Samuel Sotelo, gobernador interino, señaló que no hay pruebas suficientes para determinar que el obispo emérito haya sido secuestrado. Sin embargo, la Fiscalía, dirigida por Uriel Carmona, presenta un escenario diferente, sugiriendo que el religioso podría haber sido drogado.
Existen reportes de que Rangel realizó retiros bancarios y estuvo en un motel y una pizzería antes de aparecer en un hospital. No hay información concreta sobre cómo y por qué llegó allí, pero ambas partes intentan presentar versiones opuestas.

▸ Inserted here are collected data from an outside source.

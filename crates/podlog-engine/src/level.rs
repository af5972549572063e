use std::sync::LazyLock;

use podlog_config::ErrorConfig;
use regex::Regex;

/// Built-in error keywords, matched case-insensitively against the start of
/// a line. Order is irrelevant to the result but kept stable for display.
pub const DEFAULT_ERROR_KEYWORDS: &[&str] = &[
    // severity words
    "ERROR", "CRITICAL", "FATAL", "PANIC", "FAIL", "FAILED",
    // exception indicators
    "EXCEPTION", "TRACEBACK", "RAISE", "THROWN",
    // connectivity
    "TIMEOUT", "TIMED OUT", "REFUSED", "UNREACHABLE", "DISCONNECT",
    "CONNECTION", "CLOSED", "BROKEN PIPE", "RESET", "ABORT",
    // python exceptions
    "KEYERROR", "VALUEERROR", "ATTRIBUTEERROR", "TYPEERROR",
    "INDEXERROR", "IMPORTERROR", "RUNTIMEERROR", "MEMORYERROR",
    "OSERROR", "IOERROR", "ASSERTIONERROR",
    // java exceptions
    "NULLPOINTEREXCEPTION", "OUTOFMEMORYERROR", "STACKOVERFLOWERROR",
    "ILLEGALARGUMENTEXCEPTION", "CLASSNOTFOUNDEXCEPTION",
    // system and resources
    "CRASH", "HUNG", "DEADLOCK", "CORRUPT", "SEGFAULT",
    "CORE DUMP", "OOM", "OUT OF MEMORY",
    // access
    "DENIED", "FORBIDDEN", "UNAUTHORIZED", "PERMISSION",
    // availability
    "UNAVAILABLE", "DOWN", "OFFLINE",
    // database
    "ROLLBACK", "CONSTRAINT", "INTEGRITY",
    // validation
    "INVALID", "MALFORMED", "UNEXPECTED",
    // http
    "HTTP 4", "HTTP 5", "STATUS 4", "STATUS 5",
    "500 ", "502 ", "503 ", "504 ",
];

/// `timestamp PID LEVEL module` with LEVEL in {ERROR, CRITICAL}.
static RE_STRUCTURED_ERROR: LazyLock<Regex> = LazyLock::new(|| {
    Regex::new(r"(?i)^\d{4}-\d{2}-\d{2}[T ]\d{2}:\d{2}:\d{2}[.,]\d+\s+\d+\s+(ERROR|CRITICAL)\s+")
        .unwrap()
});

static RE_TIMESTAMP_PREFIX: LazyLock<Regex> =
    LazyLock::new(|| Regex::new(r"^\d{4}-\d{2}-\d{2}[T ]\d{2}:\d{2}:\d{2}").unwrap());

/// True if the line starts a new timestamped log entry.
pub fn starts_with_timestamp(line: &str) -> bool {
    RE_TIMESTAMP_PREFIX.is_match(line)
}

/// True if the structured level field of the line is ERROR or CRITICAL.
/// Level words appearing later in the message do not count.
pub fn is_structured_error(line: &str) -> bool {
    RE_STRUCTURED_ERROR.is_match(line)
}

/// Two-tier error line detector: a strict structured-prefix match, or an
/// error keyword within the first few characters of the line.
#[derive(Debug, Clone)]
pub struct LevelDetector {
    keywords: Vec<String>,
    prefix_chars: usize,
}

impl LevelDetector {
    pub fn new(keywords: impl IntoIterator<Item = impl AsRef<str>>, prefix_chars: usize) -> Self {
        Self {
            keywords: keywords
                .into_iter()
                .map(|k| k.as_ref().to_uppercase())
                .collect(),
            prefix_chars,
        }
    }

    pub fn from_config(config: &ErrorConfig) -> Self {
        match config.keywords {
            Some(ref keywords) => Self::new(keywords, config.keyword_prefix_chars),
            None => Self::new(DEFAULT_ERROR_KEYWORDS, config.keyword_prefix_chars),
        }
    }

    pub fn with_defaults() -> Self {
        Self::from_config(&ErrorConfig::default())
    }

    pub fn keywords(&self) -> &[String] {
        &self.keywords
    }

    /// Keyword scan restricted to the line prefix.
    pub fn has_keyword_in_prefix(&self, line: &str) -> bool {
        let prefix: String = line.chars().take(self.prefix_chars).collect();
        let prefix = prefix.to_uppercase();
        self.keywords.iter().any(|k| prefix.contains(k.as_str()))
    }

    pub fn is_error_line(&self, line: &str) -> bool {
        is_structured_error(line) || self.has_keyword_in_prefix(line)
    }
}
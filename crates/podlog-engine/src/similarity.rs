use std::collections::HashMap;

/// Symmetric text similarity on a 0-100 scale.
pub trait Similarity: Send + Sync {
    fn score(&self, a: &str, b: &str) -> f64;
}

/// Longest-matching-block ratio (Ratcliff/Obershelp): twice the number of
/// matched characters over the combined length.
#[derive(Debug, Clone, Copy, Default)]
pub struct SequenceRatio;

impl Similarity for SequenceRatio {
    fn score(&self, a: &str, b: &str) -> f64 {
        sequence_ratio(a, b)
    }
}

/// Inputs at least this long get the popular-character heuristic.
const POPULAR_MIN_LEN: usize = 200;

pub fn sequence_ratio(a: &str, b: &str) -> f64 {
    if a == b {
        return 100.0;
    }
    // Canonical order keeps the score symmetric regardless of tie-breaking
    // inside the block search.
    let (a, b) = if a <= b { (a, b) } else { (b, a) };
    let a: Vec<char> = a.chars().collect();
    let b: Vec<char> = b.chars().collect();
    let total = a.len() + b.len();
    if total == 0 {
        return 100.0;
    }
    let matched = Matcher::new(&a, &b).matched_chars();
    200.0 * matched as f64 / total as f64
}

struct Matcher<'a> {
    a: &'a [char],
    b: &'a [char],
    /// Positions of each anchor character in `b`, ascending.
    b2j: HashMap<char, Vec<usize>>,
}

impl<'a> Matcher<'a> {
    fn new(a: &'a [char], b: &'a [char]) -> Self {
        let mut b2j: HashMap<char, Vec<usize>> = HashMap::new();
        for (j, c) in b.iter().enumerate() {
            b2j.entry(*c).or_default().push(j);
        }
        // Very frequent characters in long texts are not used as anchors;
        // they can still join a match by extension.
        if b.len() >= POPULAR_MIN_LEN {
            let ntest = b.len() / 100 + 1;
            b2j.retain(|_, positions| positions.len() <= ntest);
        }
        Self { a, b, b2j }
    }

    /// Longest block with a[i..i+k] == b[j..j+k] inside the given ranges.
    fn longest_match(&self, alo: usize, ahi: usize, blo: usize, bhi: usize) -> (usize, usize, usize) {
        let (mut best_i, mut best_j, mut best_size) = (alo, blo, 0usize);
        let mut j2len: HashMap<usize, usize> = HashMap::new();
        for i in alo..ahi {
            let mut next: HashMap<usize, usize> = HashMap::new();
            if let Some(positions) = self.b2j.get(&self.a[i]) {
                for &j in positions {
                    if j < blo {
                        continue;
                    }
                    if j >= bhi {
                        break;
                    }
                    let k = j.checked_sub(1).and_then(|p| j2len.get(&p)).copied().unwrap_or(0) + 1;
                    next.insert(j, k);
                    if k > best_size {
                        best_i = i + 1 - k;
                        best_j = j + 1 - k;
                        best_size = k;
                    }
                }
            }
            j2len = next;
        }

        while best_i > alo && best_j > blo && self.a[best_i - 1] == self.b[best_j - 1] {
            best_i -= 1;
            best_j -= 1;
            best_size += 1;
        }
        while best_i + best_size < ahi
            && best_j + best_size < bhi
            && self.a[best_i + best_size] == self.b[best_j + best_size]
        {
            best_size += 1;
        }
        (best_i, best_j, best_size)
    }

    /// Total size of all matching blocks found by recursive splitting.
    fn matched_chars(&self) -> usize {
        let mut total = 0;
        let mut queue = vec![(0, self.a.len(), 0, self.b.len())];
        while let Some((alo, ahi, blo, bhi)) = queue.pop() {
            let (i, j, k) = self.longest_match(alo, ahi, blo, bhi);
            if k == 0 {
                continue;
            }
            total += k;
            if alo < i && blo < j {
                queue.push((alo, i, blo, j));
            }
            if i + k < ahi && j + k < bhi {
                queue.push((i + k, ahi, j + k, bhi));
            }
        }
        total
    }
}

Los datos divulgados plantean muchas incógnitas sin resolver, como los tiempos y lugares exactos en los que Rangel estuvo antes de ser hospitalizado.
El obispo aún debe presentar su versión de los hechos ante la Fiscalía, pero a decir de sus nuevos representantes legales, aún no está en condiciones de hacerlo
¿Qué filtró el titular de Seguridad en Morelos?
José Antonio Ortiz Guarneros, comisionado de Seguridad Pública de Morelos, descartó que el obispo emérito de Chilpancingo, Salvador Rangel Mendoza, fuera víctima de un secuestro exprés, como había señalado el fiscal del estado,
Uriel Carmona. Ortiz Guarneros mencionó que, según las imágenes captadas por las cámaras del hotel donde fue hallado, Rangel Mendoza ingresó de manera voluntaria junto con otra persona.
Tras su supuesta desaparición, el obispo fue encontrado inconsciente en el hotel y trasladado al Hospital General de Cuernavaca. Un análisis toxicológico reveló la presencia de benzodiacepina y cocaína en su organismo, además de dos pastillas de sildenafil. Aunque el fiscal sugirió un posible secuestro exprés, el comisionado Ortiz Guarneros lo negó, basándose en la evidencia de las cámaras del hotel.